We're investigating a hang in TCP that a clustered node
is running into, and I'd appreciate any help whatsoever
on this...

System is running SLES8 + patches (including latest
fixes in timewait stuff) - but is pretty equivalent
to mainline 2.4 kernel from what I can tell.
Problem is reproducible, takes anywhere from several
hours to a day.

The hang occurs due to the while in tcp_twkill going
into an infinite loop:

while((tw = tcp_tw_death_row[tcp_tw_death_row_slot]) != NULL) {
	tcp_tw_death_row[tcp_tw_death_row_slot] = tw->next_death;
	if (tw->next_death)
		tw->next_death->pprev_death = tw->pprev_death;
	tw->pprev_death = NULL;
	spin_unlock(&tw_death_lock);

	tcp_timewait_kill(tw);
	tcp_tw_put(tw);

	killed++;

	spin_lock(&tw_death_lock);
}

Thanks to some neat detective work by Beth Kon and Joe
Garvey, the culprit seems to be a tw node pointing to
itself. See attached note from Beth at end.

This is possible if a tcp_tw_bucket is freed prematurely
before being taken off the death list.

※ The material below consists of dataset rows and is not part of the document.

use std::iter;

use serde::Serialize;

/// Half-open span of one syllable, counted in characters.
#[derive(Debug, Clone, Copy, PartialEq, Eq, Serialize)]
pub struct SyllableBoundary {
    pub start: usize,
    pub end: usize,
}

impl SyllableBoundary {
    pub const fn len(&self) -> usize {
        self.end - self.start
    }

    pub const fn is_empty(&self) -> bool {
        self.end <= self.start
    }

    /// Walks `text` from its start, use a [`CharIndex`] to slice many boundaries.
    pub fn slice<'a>(&self, text: &'a str) -> &'a str {
        char_slice(text, self.start, self.end)
    }
}

/// Byte offset of every char in a text, built once so that any number of
/// char spans can be sliced without walking the text again.
#[derive(Debug)]
pub struct CharIndex<'a> {
    text: &'a str,
    byte_offsets: Vec<usize>,
}

impl<'a> CharIndex<'a> {
    pub fn new(text: &'a str) -> Self {
        let byte_offsets = text
            .char_indices()
            .map(|(i, _)| i)
            .chain(iter::once(text.len()))
            .collect();
        CharIndex { text, byte_offsets }
    }

    fn byte_offset(&self, char_offset: usize) -> usize {
        self.byte_offsets
            .get(char_offset)
            .copied()
            .unwrap_or(self.text.len())
    }

    /// Substring between two char offsets, clamped to the end of the text.
    pub fn slice(&self, start: usize, end: usize) -> &'a str {
        let byte_start = self.byte_offset(start);
        let byte_end = self.byte_offset(end).max(byte_start);
        &self.text[byte_start..byte_end]
    }

    pub fn syllable(&self, boundary: &SyllableBoundary) -> &'a str {
        self.slice(boundary.start, boundary.end)
    }
}

/// Substring between two char offsets, clamped to the end of `text`.
pub fn char_slice(text: &str, start: usize, end: usize) -> &str {
    let mut byte_offsets = text
        .char_indices()
        .map(|(i, _)| i)
        .chain(iter::once(text.len()));
    let byte_start = byte_offsets.nth(start).unwrap_or(text.len());
    let byte_end = if end > start {
        byte_offsets.nth(end - start - 1).unwrap_or(text.len())
    } else {
        byte_start
    };
    &text[byte_start..byte_end]
}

If the node is
at the head of the list, and is freed and then later
reallocated in tcp_time_wait() and reinserted into the
list, (now linked to a new sk) it will end up pointing at
itself. [There might be other ways to end up like this,
but I'm not seeing them]

We come into tcp_tw_schedule() (which puts it into the
death list) with pprev_death cleared by tcp_time_wait().

tcp_tw_schedule() {

	if (tw->pprev_death) {
		...
	} else
		atomic_inc(&tw->refcnt);

	...

	if((tw->next_death = *tpp) != NULL)
		(*tpp)->pprev_death = &tw->next_death;
	*tpp = tw;
	tw->pprev_death = tpp;
										
If tw is at the head of the list, (*tpp == tw), then
we just created a loop of tw->next_death pointing at tw.
If tw is in other places on the death list, we could
potentially have Y-shaped chains and other garbage...

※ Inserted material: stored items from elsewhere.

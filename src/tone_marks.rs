use itertools::Itertools;

use crate::config::{
    APOSTROPHE, continues_syllable, is_aoe_vowel, is_apostrophe_exempt, is_basic_vowel,
};
use crate::pinyin::{lowercase_char, normalize_umlaut, tone_mark_char};

#[derive(Debug, Clone, Copy, PartialEq, Eq)]
pub struct MarkOptions {
    /// Insert `'` in front of syllables starting with a, o or e
    pub apostrophes: bool,
}

impl Default for MarkOptions {
    fn default() -> Self {
        Self { apostrophes: true }
    }
}

/// Collects the letters of one syllable until a tone digit arrives.
///
/// `vowels_seen` counts the plain vowels since the last tone digit. Once it is
/// non-zero, any character outside of `aeiouvüngr` ends the current word and
/// starts a new one, which separates Pinyin from surrounding text without
/// knowing where the syllables are.
#[derive(Debug)]
struct ToneMarker {
    output: String,
    word: Vec<char>,
    vowels_seen: usize,
    apostrophes: bool,
}

impl ToneMarker {
    fn new(options: &MarkOptions, capacity: usize) -> Self {
        ToneMarker {
            output: String::with_capacity(capacity),
            word: vec![],
            vowels_seen: 0,
            apostrophes: options.apostrophes,
        }
    }

    fn push(&mut self, c: char) {
        if let Some(tone) = c.to_digit(10).filter(|d| (1..=5).contains(d)) {
            self.commit_syllable(c, tone);
            return;
        }
        if is_basic_vowel(c) {
            self.vowels_seen += 1;
        }
        if self.vowels_seen > 0 && !continues_syllable(c) {
            self.flush();
        }
        self.word.push(c);
    }

    fn flush(&mut self) {
        self.output.extend(self.word.drain(..));
    }

    fn finish(mut self) -> String {
        self.flush();
        self.output
    }

    /// 1 for the first vowel, 2 for the second one after a medial
    fn tone_vowel_ordinal(&self) -> usize {
        let on_second = self
            .word
            .iter()
            .map(|c| lowercase_char(*c))
            .tuple_windows()
            .any(|pair: (char, char)| {
                matches!(
                    pair,
                    ('i', 'a' | 'e' | 'o' | 'u') | ('u', 'a' | 'e' | 'i' | 'o') | ('v' | 'ü', 'e')
                )
            });
        if on_second { 2 } else { 1 }
    }

    fn needs_apostrophe(&self) -> bool {
        let follows_text = self
            .output
            .chars()
            .next_back()
            .is_some_and(|prev| !is_apostrophe_exempt(prev));
        follows_text && self.word.first().is_some_and(|c| is_aoe_vowel(*c))
    }

    fn commit_syllable(&mut self, digit: char, tone: u32) {
        self.vowels_seen = 0;

        // without a vowel there is nothing to mark, keep the number
        if !self.word.iter().any(|c| is_basic_vowel(*c)) {
            self.flush();
            self.output.push(digit);
            return;
        }

        let ordinal = self.tone_vowel_ordinal();
        if self.apostrophes && self.needs_apostrophe() {
            self.output.push(APOSTROPHE);
        }

        let mut mark_at = None;
        for (i, c) in self.word.iter().enumerate() {
            if is_basic_vowel(*c) {
                self.vowels_seen += 1;
                if self.vowels_seen >= ordinal {
                    mark_at = Some(i);
                    break;
                }
            }
        }
        let Some(mark_at) = mark_at else {
            return;
        };
        for (i, c) in self.word.drain(..).enumerate() {
            if i == mark_at {
                self.output.push(tone_mark_char(c, tone).unwrap_or(c));
            } else {
                self.output.push(normalize_umlaut(c));
            }
        }
    }
}

/// Converts tone numbers to tone marks, `ni3hao3` becomes `nǐhǎo`.
///
/// Text that is not followed by a tone digit is copied unchanged, as is any
/// syllable without a vowel (together with its digit).
pub fn to_tone_marks(text: &str, options: &MarkOptions) -> String {
    let mut marker = ToneMarker::new(options, text.len() + text.len() / 2);
    for c in text.chars() {
        marker.push(c);
    }
    marker.finish()
}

Does that seem correct, or am I barking up the wrong
tree here?

Just checking at this point for a node pointing to
itself is rather late - the damage has been done in
losing the original linkages from the tcp_tw_bucket
to the other structures which we need to remove as
well, so as to not cause a further mess in the hash
table and death list pointers.

So the question is, is there any path that leads to
us erroneously freeing tcp_tw_bucket without taking it
off the death list?

I've been looking at the tw refcount manipulation
and am trying to identify any  possible gratuitous
tcp_tw_put() calls, but haven't successfully isolated
any one yet.

Any ideas, pointers would be very much appreciated!

thanks,
Nivedita

---
 From Beth Kon:
I see what is going on here... not sure how it got to this state.

Joe Garvey did excellent work gathering kdb info (and
graciously taught me a lot as he went along) and confirming that the
while loop in tcp_twkill is in an infinite loop.

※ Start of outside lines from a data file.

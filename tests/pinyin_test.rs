use std::fs::File;
use std::io::{BufRead, BufReader};
use std::path::Path;

use pinyin_tones::{
    MarkOptions, NumberOptions, find_syllable_boundaries, to_tone_marks, to_tone_numbers,
};

fn read_pairs() -> Vec<(String, String)> {
    // Integration tests are run from the crate's root directory,
    // so the path to the test file is relative to that root.
    let path = Path::new("tests/pinyin_pairs.txt");
    let file = File::open(path).expect("Failed to open pinyin_pairs.txt");
    let reader = BufReader::new(file);

    reader
        .lines()
        .map(|line| {
            let line = line.expect("Failed to read line");
            let (pinyin_num, pinyin_mark) = line
                .split_once(';')
                .unwrap_or_else(|| panic!("Invalid line format: {line}"));
            (pinyin_num.to_owned(), pinyin_mark.to_owned())
        })
        .collect()
}

#[test]
fn test_numbers_to_marks_from_file() {
    for (pinyin_num, expected_mark) in read_pairs() {
        let result = to_tone_marks(&pinyin_num, &MarkOptions::default());
        assert_eq!(result, expected_mark, "Failed on input: {pinyin_num}");
    }
}

#[test]
fn test_marks_to_numbers_from_file() {
    for (expected_num, pinyin_mark) in read_pairs() {
        let result = to_tone_numbers(&pinyin_mark, &NumberOptions::default());
        assert_eq!(result, expected_num, "Failed on input: {pinyin_mark}");
    }
}

#[test]
fn test_round_trip_single_syllables() {
    let syllables = [
        "ba", "pao", "mian", "fou", "dui", "tong", "nüe", "lüe", "gua", "kuang", "huai", "jiang",
        "qiong", "xun", "zhuang", "chuan", "shuo", "rou", "zei", "cen", "sui", "yue", "wai",
    ];
    for syllable in syllables {
        for tone in 1..=4 {
            let pinyin_num = format!("{syllable}{tone}");
            let pinyin_mark = to_tone_marks(&pinyin_num, &MarkOptions::default());
            assert_ne!(pinyin_mark, pinyin_num, "not marked: {pinyin_num}");
            assert_eq!(
                to_tone_numbers(&pinyin_mark, &NumberOptions::default()),
                pinyin_num,
                "round trip failed via {pinyin_mark}"
            );
        }
    }
}

#[test]
fn test_segment_marked_text() {
    let text = "Wǒ xǐhuan chī jiǎozi.";
    let syllables: Vec<&str> = find_syllable_boundaries(text)
        .iter()
        .map(|b| b.slice(text))
        .collect();
    assert_eq!(syllables, vec!["Wǒ", "xǐ", "huan", "chī", "jiǎo", "zi"]);
}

Here is the code in tcp_twkill that is in an infinite loop:

while((tw = tcp_tw_death_row[tcp_tw_death_row_slot]) != NULL) {
                 tcp_tw_death_row[tcp_tw_death_row_slot] = tw->next_death;
                 if (tw->next_death)
                         tw->next_death->pprev_death = tw->pprev_death;
                 tw->pprev_death = NULL;
                 spin_unlock(&tw_death_lock);

                 tcp_timewait_kill(tw);
                 tcp_tw_put(tw);

                 killed++;

                 spin_lock(&tw_death_lock);
         }
Using the data Joe gathered, here is what I see...

[0]kdb> rd
eax = 0x00000001 ebx = 0xc50a7840 ecx = 0xdf615478 edx = 0x00000001
esi = 0x061c3332 edi = 0x00000000 esp = 0xc03e7f10 eip = 0xc02be950
ebp = 0x00000000 xss = 0xc02e0018 xcs = 0x00000010 eflags = 0x00000282
xds = 0x00000018 xes = 0x00000018 origeax = 0xffffffff &regs = 0xc03e7edc

In the above register dump, the pointer to the tw being handled in the
tcp_twkill loop is in ebx.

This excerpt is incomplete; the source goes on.